Please output every record exactly, keeping each line as it is.

□ □ □ □ □ □ □

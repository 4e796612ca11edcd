//! OAuth2 device-code exchanges against the authorization server.
//!
//! These functions only talk to the network and decode the answers. State
//! transitions and persistence belong to [`Session`](super::Session), which
//! calls them.
//!
//! # Flow
//!
//! 1. [`request_device_code`] obtains a device code and a short user code.
//! 2. The user enters the user code at the verification URI on any device.
//! 3. [`exchange_device_code`] is polled with the device code until the
//!    server stops answering `authorization_pending`.
//! 4. [`exchange_refresh_token`] renews the access token when it expires.
//! 5. [`logout_request`] ends the grant.

use serde::Deserialize;
use tracing::{debug, info, warn};

use crate::{
    error::{AuthError, Error, Result},
    tidal::{
        session::SessionConfig,
        transport::{RawResponse, Request, Transport},
    },
    types::{LoginCode, Token},
    utils,
};

const DEVICE_CODE_GRANT: &str = "urn:ietf:params:oauth:grant-type:device_code";

/// Token plus the user binding returned by a token exchange.
#[derive(Debug, Clone, PartialEq, Eq)]
pub struct TokenGrant {
    pub token: Token,
    pub user_id: Option<u64>,
    pub country_code: Option<String>,
}

#[derive(Debug, Deserialize)]
struct TokenResponse {
    access_token: String,
    #[serde(default)]
    refresh_token: Option<String>,
    expires_in: i64,
    #[serde(default)]
    user_id: Option<u64>,
    #[serde(default)]
    user: Option<TokenUser>,
}

#[derive(Debug, Deserialize)]
#[serde(rename_all = "camelCase")]
struct TokenUser {
    #[serde(default)]
    user_id: Option<u64>,
    #[serde(default)]
    country_code: Option<String>,
}

#[derive(Debug, Default, Deserialize)]
struct OAuthError {
    #[serde(default)]
    error: Option<String>,
    #[serde(default)]
    error_description: Option<String>,
}

/// Requests a device-code / user-code pair.
///
/// # Example
///
/// ```rust,ignore
/// let code = request_device_code(transport.as_ref(), &config).await?;
/// println!("Open {} and enter {}", code.link(), code.user_code);
/// ```
pub async fn request_device_code(transport: &dyn Transport, config: &SessionConfig) -> Result<LoginCode> {
    let request = Request::post(format!("{}/device_authorization", config.auth_url))
        .form("client_id", &config.client_id)
        .form("scope", &config.scope);

    let response = transport.perform(request).await?;
    if !is_success(&response) {
        return Err(rejection(&response).into());
    }

    let code: LoginCode = serde_json::from_slice(&response.body)?;
    debug!(user_code = %code.user_code, expires_in = code.expires_in, "issued device code");
    Ok(code)
}

/// Exchanges a device code for a token.
///
/// Returns [`AuthError::Pending`] while the user has not entered the code,
/// [`AuthError::Denied`] or [`AuthError::Expired`] when the flow is over.
pub async fn exchange_device_code(
    transport: &dyn Transport,
    config: &SessionConfig,
    device_code: &str,
) -> Result<TokenGrant> {
    let request = Request::post(format!("{}/token", config.auth_url))
        .form("client_id", &config.client_id)
        .form("device_code", device_code)
        .form("grant_type", DEVICE_CODE_GRANT)
        .form("scope", &config.scope)
        .basic_auth(&config.client_id, &config.client_secret);

    let response = transport.perform(request).await?;
    if !is_success(&response) {
        return Err(rejection(&response).into());
    }

    let grant = decode_grant(&response, None)?;
    info!(user_id = ?grant.user_id, "device authorization completed");
    Ok(grant)
}

/// Exchanges a refresh token for a new access token.
///
/// When the server does not rotate the refresh token, the one passed in is
/// kept in the new [`Token`].
pub async fn exchange_refresh_token(
    transport: &dyn Transport,
    config: &SessionConfig,
    refresh_token: &str,
) -> Result<TokenGrant> {
    let request = Request::post(format!("{}/token", config.auth_url))
        .form("client_id", &config.client_id)
        .form("refresh_token", refresh_token)
        .form("grant_type", "refresh_token")
        .form("scope", &config.scope)
        .basic_auth(&config.client_id, &config.client_secret);

    let response = transport.perform(request).await?;
    if !is_success(&response) {
        let err = rejection(&response);
        warn!(status = response.status, error = %err, "refresh exchange rejected");
        return Err(err.into());
    }

    decode_grant(&response, Some(refresh_token))
}

/// Request invalidating the access token server-side.
///
/// Carries no credentials; [`Session::execute`](super::Session::execute)
/// refreshes the token if needed and attaches it.
pub fn logout_request(config: &SessionConfig) -> Request {
    Request::post(format!("{}/logout", config.api_url))
}

/// Maps the answer to a [`logout_request`].
pub fn check_logout(response: &RawResponse) -> Result<()> {
    if is_success(response) {
        Ok(())
    } else {
        Err(rejection(response).into())
    }
}

fn is_success(response: &RawResponse) -> bool {
    (200..300).contains(&response.status)
}

fn decode_grant(response: &RawResponse, previous_refresh: Option<&str>) -> Result<TokenGrant> {
    let body: TokenResponse = serde_json::from_slice(&response.body)?;

    let refresh_token = body
        .refresh_token
        .or_else(|| previous_refresh.map(str::to_string))
        .ok_or_else(|| Error::Parse("token response without refresh_token".to_string()))?;

    let (user_id, country_code) = match body.user {
        Some(user) => (user.user_id.or(body.user_id), user.country_code),
        None => (body.user_id, None),
    };

    Ok(TokenGrant {
        token: Token::issued(
            body.access_token,
            refresh_token,
            utils::now_timestamp(),
            body.expires_in,
        ),
        user_id,
        country_code,
    })
}

fn rejection(response: &RawResponse) -> AuthError {
    let body: OAuthError = serde_json::from_slice(&response.body).unwrap_or_default();

    match body.error.as_deref() {
        Some("authorization_pending") => AuthError::Pending,
        Some("slow_down") => AuthError::SlowDown,
        Some("access_denied") => AuthError::Denied,
        Some("expired_token") => AuthError::Expired,
        _ => AuthError::Rejected(format!(
            "HTTP {}: {}",
            response.status,
            body.error_description
                .or(body.error)
                .unwrap_or_else(|| "no error description".to_string())
        )),
    }
}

□ □ □ □ □ □ □

[PROBLEM SOLUTION]:
repository 4e796612ca11edcd
//! OAuth2 device-code exchanges against the authorization server.
//!
//! These functions only talk to the network and decode the answers. State
//! transitions and persistence belong to [`Session`](super::Session), which
//! calls them.
//!
//! # Flow
//!
//! 1. [`request_device_code`] obtains a device code and a short user code.
//! 2. The user enters the user code at the verification URI on any device.
//! 3. [`exchange_device_code`] is polled with the device code until the
//!    server stops answering `authorization_pending`.
//! 4. [`exchange_refresh_token`] renews the access token when it expires.
//! 5. [`logout_request`] ends the grant.

use serde::Deserialize;
use tracing::{debug, info, warn};

use crate::{
    error::{AuthError, Error, Result},
    tidal::{
        session::SessionConfig,
        transport::{RawResponse, Request, Transport},
    },
    types::{LoginCode, Token},
    utils,
};

const DEVICE_CODE_GRANT: &str = "urn:ietf:params:oauth:grant-type:device_code";

/// Token plus the user binding returned by a token exchange.
#[derive(Debug, Clone, PartialEq, Eq)]
pub struct TokenGrant {
    pub token: Token,
    pub user_id: Option<u64>,
    pub country_code: Option<String>,
}

#[derive(Debug, Deserialize)]
struct TokenResponse {
    access_token: String,
    #[serde(default)]
    refresh_token: Option<String>,
    expires_in: i64,
    #[serde(default)]
    user_id: Option<u64>,
    #[serde(default)]
    user: Option<TokenUser>,
}

#[derive(Debug, Deserialize)]
#[serde(rename_all = "camelCase")]
struct TokenUser {
    #[serde(default)]
    user_id: Option<u64>,
    #[serde(default)]
    country_code: Option<String>,
}

#[derive(Debug, Default, Deserialize)]
struct OAuthError {
    #[serde(default)]
    error: Option<String>,
    #[serde(default)]
    error_description: Option<String>,
}

/// Requests a device-code / user-code pair.
///
/// # Example
///
/// ```rust,ignore
/// let code = request_device_code(transport.as_ref(), &config).await?;
/// println!("Open {} and enter {}", code.link(), code.user_code);
/// ```
pub async fn request_device_code(transport: &dyn Transport, config: &SessionConfig) -> Result<LoginCode> {
    let request = Request::post(format!("{}/device_authorization", config.auth_url))
        .form("client_id", &config.client_id)
        .form("scope", &config.scope);

    let response = transport.perform(request).await?;
    if !is_success(&response) {
        return Err(rejection(&response).into());
    }

    let code: LoginCode = serde_json::from_slice(&response.body)?;
    debug!(user_code = %code.user_code, expires_in = code.expires_in, "issued device code");
    Ok(code)
}

/// Exchanges a device code for a token.
///
/// Returns [`AuthError::Pending`] while the user has not entered the code,
/// [`AuthError::Denied`] or [`AuthError::Expired`] when the flow is over.
pub async fn exchange_device_code(
    transport: &dyn Transport,
    config: &SessionConfig,
    device_code: &str,
) -> Result<TokenGrant> {
    let request = Request::post(format!("{}/token", config.auth_url))
        .form("client_id", &config.client_id)
        .form("device_code", device_code)
        .form("grant_type", DEVICE_CODE_GRANT)
        .form("scope", &config.scope)
        .basic_auth(&config.client_id, &config.client_secret);

    let response = transport.perform(request).await?;
    if !is_success(&response) {
        return Err(rejection(&response).into());
    }

    let grant = decode_grant(&response, None)?;
    info!(user_id = ?grant.user_id, "device authorization completed");
    Ok(grant)
}

/// Exchanges a refresh token for a new access token.
///
/// When the server does not rotate the refresh token, the one passed in is
/// kept in the new [`Token`].
pub async fn exchange_refresh_token(
    transport: &dyn Transport,
    config: &SessionConfig,
    refresh_token: &str,
) -> Result<TokenGrant> {
    let request = Request::post(format!("{}/token", config.auth_url))
        .form("client_id", &config.client_id)
        .form("refresh_token", refresh_token)
        .form("grant_type", "refresh_token")
        .form("scope", &config.scope)
        .basic_auth(&config.client_id, &config.client_secret);

    let response = transport.perform(request).await?;
    if !is_success(&response) {
        let err = rejection(&response);
        warn!(status = response.status, error = %err, "refresh exchange rejected");
        return Err(err.into());
    }

    decode_grant(&response, Some(refresh_token))
}

/// Request invalidating the access token server-side.
///
/// Carries no credentials; [`Session::execute`](super::Session::execute)
/// refreshes the token if needed and attaches it.
pub fn logout_request(config: &SessionConfig) -> Request {
    Request::post(format!("{}/logout", config.api_url))
}

/// Maps the answer to a [`logout_request`].
pub fn check_logout(response: &RawResponse) -> Result<()> {
    if is_success(response) {
        Ok(())
    } else {
        Err(rejection(response).into())
    }
}

fn is_success(response: &RawResponse) -> bool {
    (200..300).contains(&response.status)
}

fn decode_grant(response: &RawResponse, previous_refresh: Option<&str>) -> Result<TokenGrant> {
    let body: TokenResponse = serde_json::from_slice(&response.body)?;

    let refresh_token = body
        .refresh_token
        .or_else(|| previous_refresh.map(str::to_string))
        .ok_or_else(|| Error::Parse("token response without refresh_token".to_string()))?;

    let (user_id, country_code) = match body.user {
        Some(user) => (user.user_id.or(body.user_id), user.country_code),
        None => (body.user_id, None),
    };

    Ok(TokenGrant {
        token: Token::issued(
            body.access_token,
            refresh_token,
            utils::now_timestamp(),
            body.expires_in,
        ),
        user_id,
        country_code,
    })
}

fn rejection(response: &RawResponse) -> AuthError {
    let body: OAuthError = serde_json::from_slice(&response.body).unwrap_or_default();

    match body.error.as_deref() {
        Some("authorization_pending") => AuthError::Pending,
        Some("slow_down") => AuthError::SlowDown,
        Some("access_denied") => AuthError::Denied,
        Some("expired_token") => AuthError::Expired,
        _ => AuthError::Rejected(format!(
            "HTTP {}: {}",
            response.status,
            body.error_description
                .or(body.error)
                .unwrap_or_else(|| "no error description".to_string())
        )),
    }
}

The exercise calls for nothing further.